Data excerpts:
——————
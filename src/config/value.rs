// Copyright (c) 2025 Steve Wagner (ciroque@live.com)
// SPDX-License-Identifier: MIT

use serde_yaml::Value;

/// Short, stable name for the type of a configuration value, used in logs and errors.
pub fn value_type_name(value: &Value) -> &'static str {
    match value {
        Value::Null => "null",
        Value::Bool(_) => "boolean",
        Value::Number(n) if n.is_f64() => "float",
        Value::Number(_) => "integer",
        Value::String(_) => "string",
        Value::Sequence(_) => "sequence",
        Value::Mapping(_) => "mapping",
        Value::Tagged(_) => "tagged",
    }
}

/// Compact single-line rendering of a value for log output.
pub fn render_value(value: &Value) -> String {
    match value {
        Value::String(s) => s.clone(),
        other => serde_json::to_string(other).unwrap_or_else(|_| format!("{:?}", other)),
    }
}
use std::fmt;

#[derive(Debug, Clone, Copy, PartialEq, Eq, Default)]
pub enum FlowMode {
    #[default]
    In,
    Out,
    InOut,
}

#[derive(Debug, Clone, Copy, PartialEq, Eq, Default)]
pub enum MechMode {
    #[default]
    Copy,
    Ref,
}

#[derive(Debug, Clone, Copy, PartialEq, Eq, Default)]
pub enum ChangeMode {
    #[default]
    Const,
    Var,
}

#[derive(Debug, Clone, PartialEq)]
pub struct Program {
    pub name: String,
    pub params: Vec<ProgParam>,
    pub decls: Vec<Decl>,
    pub cmds: Vec<Cmd>,
}

#[derive(Debug, Clone, PartialEq)]
pub struct ProgParam {
    pub flow: FlowMode,
    pub change: ChangeMode,
    pub ident: TypedIdent,
}

#[derive(Debug, Clone, PartialEq)]
pub struct TypedIdent {
    pub name: String,
    pub ty: TypeRef,
}

#[derive(Debug, Clone, PartialEq)]
pub enum TypeRef {
    Bool,
    Int(u32),
    Named(String),
}

#[derive(Debug, Clone, PartialEq)]
pub enum Decl {
    Storage(StorageDecl),
    Record(RecordDecl),
    Procedure(ProcDecl),
    Function(FunDecl),
}

#[derive(Debug, Clone, PartialEq)]
pub struct StorageDecl {
    pub change: ChangeMode,
    pub ident: TypedIdent,
}

#[derive(Debug, Clone, PartialEq)]
pub struct RecordDecl {
    pub name: String,
    pub fields: Vec<TypedIdent>,
}

#[derive(Debug, Clone, PartialEq)]
pub struct Param {
    pub flow: FlowMode,
    pub mech: MechMode,
    pub change: ChangeMode,
    pub ident: TypedIdent,
}

#[derive(Debug, Clone, PartialEq)]
pub struct GlobalImport {
    pub flow: FlowMode,
    pub change: ChangeMode,
    pub name: String,
}

#[derive(Debug, Clone, PartialEq)]
pub struct ProcDecl {
    pub name: String,
    pub params: Vec<Param>,
    pub imports: Vec<GlobalImport>,
    pub locals: Vec<StorageDecl>,
    pub body: Vec<Cmd>,
}

#[derive(Debug, Clone, PartialEq)]
pub struct FunDecl {
    pub name: String,
    pub params: Vec<Param>,
    pub ret: StorageDecl,
    pub imports: Vec<GlobalImport>,
    pub locals: Vec<StorageDecl>,
    pub body: Vec<Cmd>,
}

/// Borrowed view over the parts procedures and functions share.
pub struct RoutineDecl<'a> {
    pub name: &'a str,
    pub params: &'a [Param],
    pub ret: Option<&'a StorageDecl>,
    pub imports: &'a [GlobalImport],
    pub locals: &'a [StorageDecl],
    pub body: &'a [Cmd],
}

impl Decl {
    pub fn as_routine(&self) -> Option<RoutineDecl<'_>> {
        match self {
            Decl::Procedure(p) => Some(RoutineDecl {
                name: &p.name,
                params: &p.params,
                ret: None,
                imports: &p.imports,
                locals: &p.locals,
                body: &p.body,
            }),
            Decl::Function(f) => Some(RoutineDecl {
                name: &f.name,
                params: &f.params,
                ret: Some(&f.ret),
                imports: &f.imports,
                locals: &f.locals,
                body: &f.body,
            }),
            Decl::Storage(_) | Decl::Record(_) => None,
        }
    }
}

#[derive(Debug, Clone, PartialEq)]
pub enum Cmd {
    Skip,
    Assign(Expr, Expr),
    If(Expr, Vec<Cmd>, Vec<Cmd>),
    While(Expr, Vec<Cmd>),
    Call {
        name: String,
        args: Vec<Expr>,
        inits: Vec<String>,
    },
    DebugIn(Expr),
    DebugOut(Expr),
}

#[derive(Debug, Clone, Copy, PartialEq, Eq)]
pub enum UnOp {
    Not,
    Plus,
    Minus,
}

#[derive(Debug, Clone, Copy, PartialEq, Eq)]
pub enum BinOp {
    Times,
    DivE,
    DivF,
    DivT,
    ModE,
    ModF,
    ModT,
    Plus,
    Minus,
    Eq,
    Ne,
    Lt,
    Gt,
    Le,
    Ge,
    Cand,
    Cor,
}

#[derive(Debug, Clone, PartialEq)]
pub enum Expr {
    Bool(bool),
    Int(i64),
    Store {
        name: String,
        init: bool,
    },
    /// Call of a function, or of a record name before checking.
    Call(String, Vec<Expr>),
    /// Record construction; only produced by the checker.
    RecordCall(String, Vec<Expr>),
    Field {
        base: String,
        path: Vec<String>,
    },
    Unary(UnOp, Box<Expr>),
    Binary(Box<Expr>, BinOp, Box<Expr>),
}

impl Expr {
    /// `(valid as l-value, valid as r-value)`
    pub fn capabilities(&self) -> (bool, bool) {
        match self {
            Expr::Store { init, .. } => (true, !init),
            Expr::Field { .. } => (true, true),
            Expr::Bool(_)
            | Expr::Int(_)
            | Expr::Call(..)
            | Expr::RecordCall(..)
            | Expr::Unary(..)
            | Expr::Binary(..) => (false, true),
        }
    }

    pub fn is_valid_left(&self) -> bool {
        self.capabilities().0
    }

    pub fn is_valid_right(&self) -> bool {
        self.capabilities().1
    }
}

impl fmt::Display for UnOp {
    fn fmt(&self, f: &mut fmt::Formatter<'_>) -> fmt::Result {
        f.write_str(match self {
            UnOp::Not => "not ",
            UnOp::Plus => "+",
            UnOp::Minus => "-",
        })
    }
}

impl fmt::Display for BinOp {
    fn fmt(&self, f: &mut fmt::Formatter<'_>) -> fmt::Result {
        f.write_str(match self {
            BinOp::Times => "*",
            BinOp::DivE => "divE",
            BinOp::DivF => "divF",
            BinOp::DivT => "divT",
            BinOp::ModE => "modE",
            BinOp::ModF => "modF",
            BinOp::ModT => "modT",
            BinOp::Plus => "+",
            BinOp::Minus => "-",
            BinOp::Eq => "=",
            BinOp::Ne => "/=",
            BinOp::Lt => "<",
            BinOp::Gt => ">",
            BinOp::Le => "<=",
            BinOp::Ge => ">=",
            BinOp::Cand => "/\\?",
            BinOp::Cor => "\\/?",
        })
    }
}

fn write_args(f: &mut fmt::Formatter<'_>, name: &str, args: &[Expr]) -> fmt::Result {
    write!(f, "{name}(")?;
    for (i, a) in args.iter().enumerate() {
        if i > 0 {
            f.write_str(", ")?;
        }
        write!(f, "{a}")?;
    }
    f.write_str(")")
}

// Rendered text doubles as the label of debug I/O instructions.
impl fmt::Display for Expr {
    fn fmt(&self, f: &mut fmt::Formatter<'_>) -> fmt::Result {
        match self {
            Expr::Bool(b) => write!(f, "{b}"),
            Expr::Int(v) => write!(f, "{v}"),
            Expr::Store { name, init: false } => f.write_str(name),
            Expr::Store { name, init: true } => write!(f, "{name} init"),
            Expr::Call(name, args) | Expr::RecordCall(name, args) => write_args(f, name, args),
            Expr::Field { base, path } => write!(f, "{base}.{}", path.join(".")),
            Expr::Unary(op, e) => write!(f, "{op}{e}"),
            Expr::Binary(l, op, r) => write!(f, "({l} {op} {r})"),
        }
    }
}

#[cfg(test)]
mod tests {
    use super::*;

    fn store(name: &str, init: bool) -> Expr {
        Expr::Store {
            name: name.to_string(),
            init,
        }
    }

    #[test]
    fn capability_pairs() {
        assert_eq!(store("x", false).capabilities(), (true, true));
        assert_eq!(store("x", true).capabilities(), (true, false));
        assert_eq!(Expr::Int(3).capabilities(), (false, true));
        let field = Expr::Field {
            base: "r".into(),
            path: vec!["a".into()],
        };
        assert!(field.is_valid_left() && field.is_valid_right());
        let call = Expr::Call("f".into(), vec![]);
        assert!(!call.is_valid_left());
    }

    #[test]
    fn labels_render_source_form() {
        let e = Expr::Binary(
            Box::new(store("x", false)),
            BinOp::DivE,
            Box::new(Expr::Unary(UnOp::Minus, Box::new(Expr::Int(2)))),
        );
        assert_eq!(e.to_string(), "(x divE -2)");
        let f = Expr::Field {
            base: "p".into(),
            path: vec!["q".into(), "r".into()],
        };
        assert_eq!(f.to_string(), "p.q.r");
        assert_eq!(store("y", true).to_string(), "y init");
    }
}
——————
Check each line above for the string "RecordDecl" and copy those that have it.

    Record(RecordDecl),
pub struct RecordDecl {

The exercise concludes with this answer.